Genezarethkirche (Berlin-Neukölln)
Die Genezarethkirche im Schillerkiez des heutigen Berliner Ortsteils Neukölln wurde von Franz Schwechten im neogotischen Stil errichtet. Die Grundsteinlegung war am 18. September 1903, die Einweihung am 4. Juni 1905. Im Zweiten Weltkrieg richteten Luftangriffe der Alliierten schweren Schaden an. 1955 begann der Wiederaufbau. Am 20. September 1959 wurde die Kirche am Herrfurthplatz 14 wieder eingeweiht. Mit der Fürbitt-Melanchthonkirchengemeinde bildet sie den Pfarrsprengel Nordwest-Neukölln im Evangelischen Kirchenkreis Neukölln.
Geschichte
Im nahegelegenen Berlin führte die Industrialisierung zu einem Anstieg der Einwohnerzahl durch zuwandernde Arbeitssuchende. Als Folge des ständigen Einwohnerzuwachses wurde städtischer Boden für Wohngebäude knapp, sodass sich das Interesse auf die Gemeinden vor den Toren Berlins richtete, zu denen auch Rixdorf gehörte. Die einzige größere Kirche war die Magdalenenkirche, die für die vielen Gläubigen inzwischen zu klein war. So entstand der Wunsch nach einer zweiten Predigtstätte. Es bildete sich eine neue Gemeinde, die 1891 ihren ersten eigenen Gottesdienst ohne eigenen Kirchenraum hielt. Der Kirchengemeinde wurde ein Vermächtnis in Höhe von 100.000 Mark (kaufkraftbereinigt in heutiger Währung: rund 710.000 Euro) zur Errichtung einer Kirche zuteil. Zusätzlich stellte der Kirchenbauverein einen Betrag von 20.000 Mark zur Verfügung. Die Gemeinde Rixdorf übereignete den Herrfurthplatz der Kirchengemeinde unentgeltlich mit der Bestimmung, eine Kirche zu bauen. 1901 wurde mit dem Bebauungsplan der Stadt Rixdorf das Straßenraster mit der Schillerpromenade, dem Herrfurthplatz und den angrenzenden Straßen in seiner jetzigen Form festgelegt. In den Folgejahren wurden durch Terraingesellschaften Miethäusern gebaut.

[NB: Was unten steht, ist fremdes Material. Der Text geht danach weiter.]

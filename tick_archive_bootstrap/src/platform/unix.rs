// /////////////////////////////////////////////////////////////////////////////
// Tick Archive
// SPDX-License-Identifier: BSD-3-Clause
// /////////////////////////////////////////////////////////////////////////////

//! # Unix Platform Implementation
//!
//! POSIX-compliant implementation for Linux and macOS.
//!
//! ## Platform APIs Used
//!
//! - **System Info**: `libc::sysconf` for page size and CPU count
//! - **Memory Info**:
//!   - Linux: `/proc/meminfo` parsing
//!   - macOS: `sysctlbyname` syscalls
//! - **Security**: `libc::geteuid` for privilege checking
//! - **Permissions**: `std::os::unix::fs::PermissionsExt`
//! - **File Sync**: `tokio::fs::File::sync_all`

use super::{Platform, PlatformError};
use async_trait::async_trait;
use std::path::{Path, PathBuf};

/// Unix (POSIX) platform implementation
///
/// Supports Linux and macOS using POSIX APIs and platform-specific syscalls.
pub struct UnixPlatform;

impl UnixPlatform {
    /// Create a new Unix platform instance
    pub fn new() -> Self {
        Self
    }

    /// Get memory information on Linux by parsing /proc/meminfo
    #[cfg(target_os = "linux")]
    fn get_memory_info_linux() -> Result<(u64, u64), PlatformError> {
        use std::fs;

        let meminfo = fs::read_to_string("/proc/meminfo")
            .map_err(|e| PlatformError::Other(format!("Failed to read /proc/meminfo: {}", e)))?;

        let mut total = None;
        let mut available = None;

        for line in meminfo.lines() {
            if let Some(value) = line.strip_prefix("MemTotal:") {
                total = value
                    .trim()
                    .split_whitespace()
                    .next()
                    .and_then(|s| s.parse::<u64>().ok())
                    .map(|kb| kb * 1024); // Convert KB to bytes
            } else if let Some(value) = line.strip_prefix("MemAvailable:") {
                available = value
                    .trim()
                    .split_whitespace()
                    .next()
                    .and_then(|s| s.parse::<u64>().ok())
                    .map(|kb| kb * 1024); // Convert KB to bytes
            }

            if total.is_some() && available.is_some() {
                break;
            }
        }

        match (total, available) {
            (Some(t), Some(a)) => Ok((t, a)),
            _ => Err(PlatformError::Other(
                "Failed to parse memory info".to_string(),
            )),
        }
    }

    /// Get memory information on macOS using sysctl
    #[cfg(target_os = "macos")]
    fn get_memory_info_macos() -> Result<(u64, u64), PlatformError> {
        use std::mem;

        unsafe {
            // Get total memory
            let mut total: u64 = 0;
            let mut size = mem::size_of::<u64>();
            let name = b"hw.memsize\0".as_ptr() as *const i8;

            if libc::sysctlbyname(
                name,
                &mut total as *mut _ as *mut libc::c_void,
                &mut size,
                std::ptr::null_mut(),
                0,
            ) != 0
            {
                return Err(PlatformError::Other(
                    "Failed to get total memory via sysctl".to_string(),
                ));
            }

            // Get available memory (approximate using free memory)
            // Note: This is an approximation. For exact VM stats, would need mach APIs
            let mut available: u64 = 0;
            let mut avail_size = mem::size_of::<u64>();
            let avail_name = b"vm.page_free_count\0".as_ptr() as *const i8;

            if libc::sysctlbyname(
                avail_name,
                &mut available as *mut _ as *mut libc::c_void,
                &mut avail_size,
                std::ptr::null_mut(),
                0,
            ) != 0
            {
                // If can't get exact available, estimate as half of total
                // This is very rough but prevents errors
                available = total / 2;
            } else {
                // Convert pages to bytes
                let page_size = Self::page_size_impl();
                available *= page_size;
            }

            Ok((total, available))
        }
    }

    /// Internal implementation of page_size
    fn page_size_impl() -> u64 {
        unsafe {
            let size = libc::sysconf(libc::_SC_PAGESIZE);
            if size > 0 {
                size as u64
            } else {
                4096 // Default fallback
            }
        }
    }
}

impl Default for UnixPlatform {
    fn default() -> Self {
        Self::new()
    }
}

#[async_trait]
impl Platform for UnixPlatform {
    fn page_size(&self) -> usize {
        Self::page_size_impl() as usize
    }

    fn cpu_count(&self) -> usize {
        unsafe {
            let count = libc::sysconf(libc::_SC_NPROCESSORS_ONLN);
            if count > 0 {
                count as usize
            } else {
                1 // Fallback to 1 CPU
            }
        }
    }

    fn total_memory(&self) -> Result<u64, PlatformError> {
        #[cfg(target_os = "linux")]
        {
            Self::get_memory_info_linux().map(|(total, _)| total)
        }

        #[cfg(target_os = "macos")]
        {
            Self::get_memory_info_macos().map(|(total, _)| total)
        }

        #[cfg(not(any(target_os = "linux", target_os = "macos")))]
        {
            Err(PlatformError::NotSupported(
                "Memory info not supported on this Unix variant".to_string(),
            ))
        }
    }

    fn available_memory(&self) -> Result<u64, PlatformError> {
        #[cfg(target_os = "linux")]
        {
            Self::get_memory_info_linux().map(|(_, available)| available)
        }

        #[cfg(target_os = "macos")]
        {
            Self::get_memory_info_macos().map(|(_, available)| available)
        }

        #[cfg(not(any(target_os = "linux", target_os = "macos")))]
        {
            Err(PlatformError::NotSupported(
                "Memory info not supported on this Unix variant".to_string(),
            ))
        }
    }

    fn line_separator(&self) -> &'static str {
        "\n"
    }

    fn path_separator(&self) -> char {
        ':'
    }

    fn platform_name(&self) -> &'static str {
        #[cfg(target_os = "linux")]
        return "linux";

        #[cfg(target_os = "macos")]
        return "macos";

        #[cfg(not(any(target_os = "linux", target_os = "macos")))]
        return "unix";
    }

    fn temp_dir(&self) -> PathBuf {
        std::env::temp_dir()
    }

    fn is_elevated(&self) -> bool {
        unsafe { libc::geteuid() == 0 }
    }

    fn set_permissions(&self, path: &Path, mode: u32) -> Result<(), PlatformError> {
        use std::fs;
        use std::os::unix::fs::PermissionsExt;

        let permissions = fs::Permissions::from_mode(mode);
        fs::set_permissions(path, permissions)?;
        Ok(())
    }

    fn is_executable(&self, path: &Path) -> bool {
        use std::os::unix::fs::PermissionsExt;

        if let Ok(metadata) = std::fs::metadata(path) {
            let permissions = metadata.permissions();
            let mode = permissions.mode();
            // Check if any execute bit is set (owner, group, or other)
            (mode & 0o111) != 0
        } else {
            false
        }
    }

    async fn sync_file(&self, file: &tokio::fs::File) -> Result<(), PlatformError> {
        file.sync_all().await?;
        Ok(())
    }
}
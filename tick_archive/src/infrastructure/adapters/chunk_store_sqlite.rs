// /////////////////////////////////////////////////////////////////////////////
// Tick Archive
// SPDX-License-Identifier: BSD-3-Clause
// /////////////////////////////////////////////////////////////////////////////

//! # SQLite Environment Chunk Store (C4)
//!
//! Writes chunk blobs under `<chunk_directory>/<run_namespace>/<bucket>/` and
//! indexes each chunk's `[first_tick, last_tick]` range in the
//! `environment_chunks` table. The write path never opens a second
//! connection per request — `sqlx::SqlitePool` already caches prepared
//! statements per pooled connection, so there is no per-request "purge
//! closed connections" step to perform.

use async_trait::async_trait;
use parking_lot::Mutex;
use std::path::PathBuf;
use std::sync::Arc;
use tick_archive_domain::repositories::{ChunkMetaStore, EnvironmentChunkStore};
use tick_archive_domain::services::{decode_environment_chunk, encode_chunk_message, CodecRegistry};
use tick_archive_domain::value_objects::{RunNamespace, TickDataChunk};
use tick_archive_domain::ArchiveError;
use tracing::{debug, instrument};

/// SQLite- and filesystem-backed [`EnvironmentChunkStore`] for a single run
/// namespace.
pub struct ChunkStoreSqlite {
    pool: sqlx::SqlitePool,
    chunk_directory: PathBuf,
    run_namespace: RunNamespace,
    codec_registry: Arc<CodecRegistry>,
    codec_name: String,
    chunk_meta_store: Arc<dyn ChunkMetaStore>,
    max_files_per_directory: u64,
    pending_batch: Mutex<Vec<(u64, u64)>>,
}

impl ChunkStoreSqlite {
    pub fn new(
        pool: sqlx::SqlitePool,
        chunk_directory: impl Into<PathBuf>,
        run_namespace: RunNamespace,
        codec_registry: Arc<CodecRegistry>,
        codec_name: impl Into<String>,
        chunk_meta_store: Arc<dyn ChunkMetaStore>,
        max_files_per_directory: u64,
    ) -> Self {
        Self {
            pool,
            chunk_directory: chunk_directory.into(),
            run_namespace,
            codec_registry,
            codec_name: codec_name.into(),
            chunk_meta_store,
            max_files_per_directory,
            pending_batch: Mutex::new(Vec::new()),
        }
    }

    fn run_dir(&self) -> PathBuf {
        self.chunk_directory.join(self.run_namespace.as_str())
    }

    async fn ensure_chunk_meta(&self, first_tick: u64, last_tick: u64, tick_count: u32) -> Result<tick_archive_domain::value_objects::ChunkMetaRecord, ArchiveError> {
        if let Some(cached) = self.chunk_meta_store.cached(&self.run_namespace).await {
            return Ok(cached);
        }
        if let Some(loaded) = self.chunk_meta_store.load(&self.run_namespace).await? {
            return Ok(loaded);
        }
        self.chunk_meta_store
            .compute_and_persist(&self.run_namespace, first_tick, last_tick, tick_count as u64, self.max_files_per_directory)
            .await
    }
}

#[async_trait]
impl EnvironmentChunkStore for ChunkStoreSqlite {
    #[instrument(skip(self, protobuf_bytes), fields(run_namespace = %self.run_namespace, first_tick, last_tick))]
    async fn write_raw_chunk(
        &self,
        first_tick: u64,
        last_tick: u64,
        tick_count: u32,
        protobuf_bytes: Vec<u8>,
    ) -> Result<(), ArchiveError> {
        let run_dir = self.run_dir();
        tokio::fs::create_dir_all(&run_dir).await?;

        let meta = self.ensure_chunk_meta(first_tick, last_tick, tick_count).await?;

        let compressed = self
            .codec_registry
            .compress(&self.codec_name, &protobuf_bytes)
            .map_err(|e| ArchiveError::write_error(format!("compress chunk [{first_tick}, {last_tick}]: {e}")))?;

        let bucket = meta.bucket_for(first_tick);
        let bucket_dir = run_dir.join(&bucket);
        tokio::fs::create_dir_all(&bucket_dir).await?;

        let extension = self.codec_registry.by_name(&self.codec_name).map(|c| c.file_extension()).unwrap_or("");
        let file_name = if extension.is_empty() {
            format!("chunk_{first_tick}.pb")
        } else {
            format!("chunk_{first_tick}.pb.{extension}")
        };
        let final_path = bucket_dir.join(&file_name);
        let tmp_path = bucket_dir.join(format!(".{file_name}.tmp-{}", std::process::id()));
        tokio::fs::write(&tmp_path, &compressed).await?;
        tokio::fs::rename(&tmp_path, &final_path).await?;

        self.pending_batch.lock().push((first_tick, last_tick));
        debug!(bucket = %bucket, bytes = compressed.len(), "queued chunk for index commit");
        Ok(())
    }

    #[instrument(skip(self))]
    async fn commit_raw_chunks(&self) -> Result<(), ArchiveError> {
        let batch = std::mem::take(&mut *self.pending_batch.lock());
        if batch.is_empty() {
            return Ok(());
        }

        let mut tx = self
            .pool
            .begin()
            .await
            .map_err(|e| ArchiveError::write_error(format!("begin index transaction: {e}")))?;
        for (first_tick, last_tick) in &batch {
            sqlx::query("INSERT INTO environment_chunks (first_tick, last_tick) VALUES (?, ?)")
                .bind(*first_tick as i64)
                .bind(*last_tick as i64)
                .execute(&mut *tx)
                .await
                .map_err(|e| ArchiveError::write_error(format!("insert chunk index row: {e}")))?;
        }
        tx.commit().await.map_err(|e| ArchiveError::write_error(format!("commit index transaction: {e}")))?;
        Ok(())
    }

    async fn reset_streaming_state(&self) -> Result<(), ArchiveError> {
        self.pending_batch.lock().clear();
        Ok(())
    }

    #[instrument(skip(self), fields(run_namespace = %self.run_namespace, tick))]
    async fn read_chunk_containing(&self, tick: u64) -> Result<TickDataChunk, ArchiveError> {
        let row: Option<(i64, i64)> = sqlx::query_as(
            "SELECT first_tick, last_tick FROM environment_chunks WHERE first_tick <= ? AND last_tick >= ?",
        )
        .bind(tick as i64)
        .bind(tick as i64)
        .fetch_optional(&self.pool)
        .await
        .map_err(|e| ArchiveError::io_error(format!("lookup chunk covering tick {tick}: {e}")))?;
        let (first_tick, last_tick) = row.map(|(f, l)| (f as u64, l as u64)).ok_or_else(|| ArchiveError::tick_not_found(tick))?;

        let meta = match self.chunk_meta_store.cached(&self.run_namespace).await {
            Some(meta) => meta,
            None => self.chunk_meta_store.load(&self.run_namespace).await?.ok_or_else(|| {
                ArchiveError::MetadataMissing {
                    namespace: self.run_namespace.to_string(),
                }
            })?,
        };
        let bucket_dir = self.run_dir().join(meta.bucket_for(first_tick));

        let prefix = format!("chunk_{first_tick}.pb");
        let mut entries = tokio::fs::read_dir(&bucket_dir)
            .await
            .map_err(|e| ArchiveError::io_error(format!("read bucket directory {}: {e}", bucket_dir.display())))?;
        let mut found = None;
        while let Some(entry) = entries.next_entry().await? {
            if entry.file_name().to_string_lossy().starts_with(&prefix) {
                found = Some(entry.path());
                break;
            }
        }
        let path = found.ok_or_else(|| {
            ArchiveError::io_error(format!("no chunk file for [{first_tick}, {last_tick}] under {}", bucket_dir.display()))
        })?;

        let compressed = tokio::fs::read(&path).await?;
        let raw = self
            .codec_registry
            .decompress(&compressed)
            .map_err(|e| ArchiveError::io_error(format!("decompress chunk {}: {e}", path.display())))?;
        decode_environment_chunk(&raw)
    }
}

/// Serializes a fully-materialized chunk to the on-disk wire format. Exposed
/// alongside the store so callers assembling a chunk via the delta codec (C3)
/// can hand `write_raw_chunk` its `protobuf_bytes` argument directly.
pub fn chunk_to_wire_bytes(chunk: &TickDataChunk) -> Vec<u8> {
    encode_chunk_message(chunk)
}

Vom August 1915 bis November 1918 war die Genezarethkirche zugleich Garnisonkirche für die Infanterietruppen, die in den umliegenden Schulen untergebracht waren. Im April 1917 wurden die 23 Prospektpfeifen der Orgel, die aus reinem Zinn waren, durch die Militärverwaltung für die Verwendung im Ersten Weltkrieg beschlagnahmt.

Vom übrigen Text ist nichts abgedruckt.